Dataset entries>
use std::{fmt, str::FromStr};

use crate::foundation::error::{CoverError, CoverResult};

#[derive(Clone, Copy, Debug, PartialEq, Eq, Hash)]
pub enum Direction {
    Left,
    Right,
    Up,
    Down,
}

#[derive(Clone, Copy, Debug, PartialEq, Eq, Hash)]
pub enum Orientation {
    /// Horizontal slats: bands stacked along the y axis.
    Horizontal,
    /// Vertical slats: bands side by side along the x axis.
    Vertical,
}

/// Every animation the compositing engine knows how to render.
#[derive(Clone, Copy, Debug, Default, PartialEq, Eq, Hash)]
pub enum TransitionKind {
    #[default]
    Crossfade,
    Slide(Direction),
    Dissolve,
    Wipe(Direction),
    Blinds(Orientation),
    Circle,
    Diamond,
    Spiral,
    Checkerboard,
    /// Source fades to black; only used when the display goes idle.
    FadeOut,
}

impl TransitionKind {
    /// Kinds a user may pick for cover changes (everything except `FadeOut`).
    pub const SELECTABLE: [TransitionKind; 16] = [
        TransitionKind::Crossfade,
        TransitionKind::Slide(Direction::Left),
        TransitionKind::Slide(Direction::Right),
        TransitionKind::Slide(Direction::Up),
        TransitionKind::Slide(Direction::Down),
        TransitionKind::Dissolve,
        TransitionKind::Wipe(Direction::Left),
        TransitionKind::Wipe(Direction::Right),
        TransitionKind::Wipe(Direction::Up),
        TransitionKind::Wipe(Direction::Down),
        TransitionKind::Blinds(Orientation::Horizontal),
        TransitionKind::Blinds(Orientation::Vertical),
        TransitionKind::Circle,
        TransitionKind::Diamond,
        TransitionKind::Spiral,
        TransitionKind::Checkerboard,
    ];

    pub fn name(self) -> &'static str {
        match self {
            TransitionKind::Crossfade => "crossfade",
            TransitionKind::Slide(Direction::Left) => "slideLeft",
            TransitionKind::Slide(Direction::Right) => "slideRight",
            TransitionKind::Slide(Direction::Up) => "slideUp",
            TransitionKind::Slide(Direction::Down) => "slideDown",
            TransitionKind::Dissolve => "dissolve",
            TransitionKind::Wipe(Direction::Left) => "wipeLeft",
            TransitionKind::Wipe(Direction::Right) => "wipeRight",
            TransitionKind::Wipe(Direction::Up) => "wipeUp",
            TransitionKind::Wipe(Direction::Down) => "wipeDown",
            TransitionKind::Blinds(Orientation::Horizontal) => "blindsHorizontal",
            TransitionKind::Blinds(Orientation::Vertical) => "blindsVertical",
            TransitionKind::Circle => "circle",
            TransitionKind::Diamond => "diamond",
            TransitionKind::Spiral => "spiral",
            TransitionKind::Checkerboard => "checkerboard",
            TransitionKind::FadeOut => "fadeOut",
        }
    }

    pub fn is_selectable(self) -> bool {
        self != TransitionKind::FadeOut
    }

    /// Like [`FromStr`], but unknown or empty names fall back to crossfade.
    pub fn parse_lenient(s: &str) -> TransitionKind {
        match s.parse() {
            Ok(kind) => kind,
            Err(_) => {
                tracing::warn!(kind = s, "unknown transition kind, using crossfade");
                TransitionKind::Crossfade
            }
        }
    }
}

impl fmt::Display for TransitionKind {
    fn fmt(&self, f: &mut fmt::Formatter<'_>) -> fmt::Result {
        f.write_str(self.name())
    }
}

impl FromStr for TransitionKind {
    type Err = CoverError;

    fn from_str(s: &str) -> CoverResult<Self> {
        let kind: String = s
            .trim()
            .chars()
            .filter(|c| *c != '_' && *c != '-' && *c != ' ')
            .map(|c| c.to_ascii_lowercase())
            .collect();
        if kind.is_empty() {
            return Err(CoverError::validation("transition kind must be non-empty"));
        }

        let parsed = match kind.as_str() {
            "crossfade" | "fade" => TransitionKind::Crossfade,
            "slideleft" => TransitionKind::Slide(Direction::Left),
            "slideright" => TransitionKind::Slide(Direction::Right),
            "slideup" => TransitionKind::Slide(Direction::Up),
            "slidedown" => TransitionKind::Slide(Direction::Down),
            "dissolve" => TransitionKind::Dissolve,
            "wipeleft" => TransitionKind::Wipe(Direction::Left),
            "wiperight" => TransitionKind::Wipe(Direction::Right),
            "wipeup" => TransitionKind::Wipe(Direction::Up),
            "wipedown" => TransitionKind::Wipe(Direction::Down),
            "blindshorizontal" | "blinds" => TransitionKind::Blinds(Orientation::Horizontal),
            "blindsvertical" => TransitionKind::Blinds(Orientation::Vertical),
            "circle" => TransitionKind::Circle,
            "diamond" => TransitionKind::Diamond,
            "spiral" => TransitionKind::Spiral,
            "checkerboard" => TransitionKind::Checkerboard,
            "fadeout" => TransitionKind::FadeOut,
            _ => {
                return Err(CoverError::validation(format!(
                    "unknown transition kind '{}'",
                    s.trim()
                )));
            }
        };
        Ok(parsed)
    }
}

impl serde::Serialize for TransitionKind {
    fn serialize<S: serde::Serializer>(&self, serializer: S) -> Result<S::Ok, S::Error> {
        serializer.serialize_str(self.name())
    }
}

impl<'de> serde::Deserialize<'de> for TransitionKind {
    fn deserialize<D: serde::Deserializer<'de>>(deserializer: D) -> Result<Self, D::Error> {
        let s = String::deserialize(deserializer)?;
        Ok(TransitionKind::parse_lenient(&s))
    }
}

#[cfg(test)]
mod tests {
    use super::*;

    #[test]
    fn names_round_trip_through_from_str() {
        for kind in TransitionKind::SELECTABLE {
            assert_eq!(kind.name().parse::<TransitionKind>().unwrap(), kind);
        }
        assert_eq!(
            "fadeOut".parse::<TransitionKind>().unwrap(),
            TransitionKind::FadeOut
        );
    }

    #[test]
    fn aliases_are_accepted() {
        assert_eq!(
            "slide_left".parse::<TransitionKind>().unwrap(),
            TransitionKind::Slide(Direction::Left)
        );
        assert_eq!(
            "WIPE-DOWN".parse::<TransitionKind>().unwrap(),
            TransitionKind::Wipe(Direction::Down)
        );
    }

    #[test]
    fn unknown_is_an_error_but_lenient_falls_back_to_crossfade() {
        assert!("sparkle".parse::<TransitionKind>().is_err());
        assert!("".parse::<TransitionKind>().is_err());
        assert_eq!(
            TransitionKind::parse_lenient("sparkle"),
            TransitionKind::Crossfade
        );
    }

    #[test]
    fn fade_out_is_not_selectable() {
        assert!(!TransitionKind::FadeOut.is_selectable());
        assert!(!TransitionKind::SELECTABLE.contains(&TransitionKind::FadeOut));
    }

    #[test]
    fn serde_uses_camel_case_names() {
        let json = serde_json::to_string(&TransitionKind::Blinds(Orientation::Vertical)).unwrap();
        assert_eq!(json, "\"blindsVertical\"");
        let back: TransitionKind = serde_json::from_str("\"nonsense\"").unwrap();
        assert_eq!(back, TransitionKind::Crossfade);
    }
}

WHAT YOU SHOULD DO> Without leaving anything out, output all of the data above exactly.

TASK OUTPUT>
use std::{fmt, str::FromStr};

use crate::foundation::error::{CoverError, CoverResult};

#[derive(Clone, Copy, Debug, PartialEq, Eq, Hash)]
pub enum Direction {
    Left,
    Right,
    Up,
    Down,
}

#[derive(Clone, Copy, Debug, PartialEq, Eq, Hash)]
pub enum Orientation {
    /// Horizontal slats: bands stacked along the y axis.
    Horizontal,
    /// Vertical slats: bands side by side along the x axis.
    Vertical,
}

/// Every animation the compositing engine knows how to render.
#[derive(Clone, Copy, Debug, Default, PartialEq, Eq, Hash)]
pub enum TransitionKind {
    #[default]
    Crossfade,
    Slide(Direction),
    Dissolve,
    Wipe(Direction),
    Blinds(Orientation),
    Circle,
    Diamond,
    Spiral,
    Checkerboard,
    /// Source fades to black; only used when the display goes idle.
    FadeOut,
}

impl TransitionKind {
    /// Kinds a user may pick for cover changes (everything except `FadeOut`).
    pub const SELECTABLE: [TransitionKind; 16] = [
        TransitionKind::Crossfade,
        TransitionKind::Slide(Direction::Left),
        TransitionKind::Slide(Direction::Right),
        TransitionKind::Slide(Direction::Up),
        TransitionKind::Slide(Direction::Down),
        TransitionKind::Dissolve,
        TransitionKind::Wipe(Direction::Left),
        TransitionKind::Wipe(Direction::Right),
        TransitionKind::Wipe(Direction::Up),
        TransitionKind::Wipe(Direction::Down),
        TransitionKind::Blinds(Orientation::Horizontal),
        TransitionKind::Blinds(Orientation::Vertical),
        TransitionKind::Circle,
        TransitionKind::Diamond,
        TransitionKind::Spiral,
        TransitionKind::Checkerboard,
    ];

    pub fn name(self) -> &'static str {
        match self {
            TransitionKind::Crossfade => "crossfade",
            TransitionKind::Slide(Direction::Left) => "slideLeft",
            TransitionKind::Slide(Direction::Right) => "slideRight",
            TransitionKind::Slide(Direction::Up) => "slideUp",
            TransitionKind::Slide(Direction::Down) => "slideDown",
            TransitionKind::Dissolve => "dissolve",
            TransitionKind::Wipe(Direction::Left) => "wipeLeft",
            TransitionKind::Wipe(Direction::Right) => "wipeRight",
            TransitionKind::Wipe(Direction::Up) => "wipeUp",
            TransitionKind::Wipe(Direction::Down) => "wipeDown",
            TransitionKind::Blinds(Orientation::Horizontal) => "blindsHorizontal",
            TransitionKind::Blinds(Orientation::Vertical) => "blindsVertical",
            TransitionKind::Circle => "circle",
            TransitionKind::Diamond => "diamond",
            TransitionKind::Spiral => "spiral",
            TransitionKind::Checkerboard => "checkerboard",
            TransitionKind::FadeOut => "fadeOut",
        }
    }

    pub fn is_selectable(self) -> bool {
        self != TransitionKind::FadeOut
    }

    /// Like [`FromStr`], but unknown or empty names fall back to crossfade.
    pub fn parse_lenient(s: &str) -> TransitionKind {
        match s.parse() {
            Ok(kind) => kind,
            Err(_) => {
                tracing::warn!(kind = s, "unknown transition kind, using crossfade");
                TransitionKind::Crossfade
            }
        }
    }
}

impl fmt::Display for TransitionKind {
    fn fmt(&self, f: &mut fmt::Formatter<'_>) -> fmt::Result {
        f.write_str(self.name())
    }
}

impl FromStr for TransitionKind {
    type Err = CoverError;

    fn from_str(s: &str) -> CoverResult<Self> {
        let kind: String = s
            .trim()
            .chars()
            .filter(|c| *c != '_' && *c != '-' && *c != ' ')
            .map(|c| c.to_ascii_lowercase())
            .collect();
        if kind.is_empty() {
            return Err(CoverError::validation("transition kind must be non-empty"));
        }

        let parsed = match kind.as_str() {
            "crossfade" | "fade" => TransitionKind::Crossfade,
            "slideleft" => TransitionKind::Slide(Direction::Left),
            "slideright" => TransitionKind::Slide(Direction::Right),
            "slideup" => TransitionKind::Slide(Direction::Up),
            "slidedown" => TransitionKind::Slide(Direction::Down),
            "dissolve" => TransitionKind::Dissolve,
            "wipeleft" => TransitionKind::Wipe(Direction::Left),
            "wiperight" => TransitionKind::Wipe(Direction::Right),
            "wipeup" => TransitionKind::Wipe(Direction::Up),
            "wipedown" => TransitionKind::Wipe(Direction::Down),
            "blindshorizontal" | "blinds" => TransitionKind::Blinds(Orientation::Horizontal),
            "blindsvertical" => TransitionKind::Blinds(Orientation::Vertical),
            "circle" => TransitionKind::Circle,
            "diamond" => TransitionKind::Diamond,
            "spiral" => TransitionKind::Spiral,
            "checkerboard" => TransitionKind::Checkerboard,
            "fadeout" => TransitionKind::FadeOut,
            _ => {
                return Err(CoverError::validation(format!(
                    "unknown transition kind '{}'",
                    s.trim()
                )));
            }
        };
        Ok(parsed)
    }
}

impl serde::Serialize for TransitionKind {
    fn serialize<S: serde::Serializer>(&self, serializer: S) -> Result<S::Ok, S::Error> {
        serializer.serialize_str(self.name())
    }
}

impl<'de> serde::Deserialize<'de> for TransitionKind {
    fn deserialize<D: serde::Deserializer<'de>>(deserializer: D) -> Result<Self, D::Error> {
        let s = String::deserialize(deserializer)?;
        Ok(TransitionKind::parse_lenient(&s))
    }
}

#[cfg(test)]
mod tests {
    use super::*;

    #[test]
    fn names_round_trip_through_from_str() {
        for kind in TransitionKind::SELECTABLE {
            assert_eq!(kind.name().parse::<TransitionKind>().unwrap(), kind);
        }
        assert_eq!(
            "fadeOut".parse::<TransitionKind>().unwrap(),
            TransitionKind::FadeOut
        );
    }

    #[test]
    fn aliases_are_accepted() {
        assert_eq!(
            "slide_left".parse::<TransitionKind>().unwrap(),
            TransitionKind::Slide(Direction::Left)
        );
        assert_eq!(
            "WIPE-DOWN".parse::<TransitionKind>().unwrap(),
            TransitionKind::Wipe(Direction::Down)
        );
    }

    #[test]
    fn unknown_is_an_error_but_lenient_falls_back_to_crossfade() {
        assert!("sparkle".parse::<TransitionKind>().is_err());
        assert!("".parse::<TransitionKind>().is_err());
        assert_eq!(
            TransitionKind::parse_lenient("sparkle"),
            TransitionKind::Crossfade
        );
    }

    #[test]
    fn fade_out_is_not_selectable() {
        assert!(!TransitionKind::FadeOut.is_selectable());
        assert!(!TransitionKind::SELECTABLE.contains(&TransitionKind::FadeOut));
    }

    #[test]
    fn serde_uses_camel_case_names() {
        let json = serde_json::to_string(&TransitionKind::Blinds(Orientation::Vertical)).unwrap();
        assert_eq!(json, "\"blindsVertical\"");
        let back: TransitionKind = serde_json::from_str("\"nonsense\"").unwrap();
        assert_eq!(back, TransitionKind::Crossfade);
    }
}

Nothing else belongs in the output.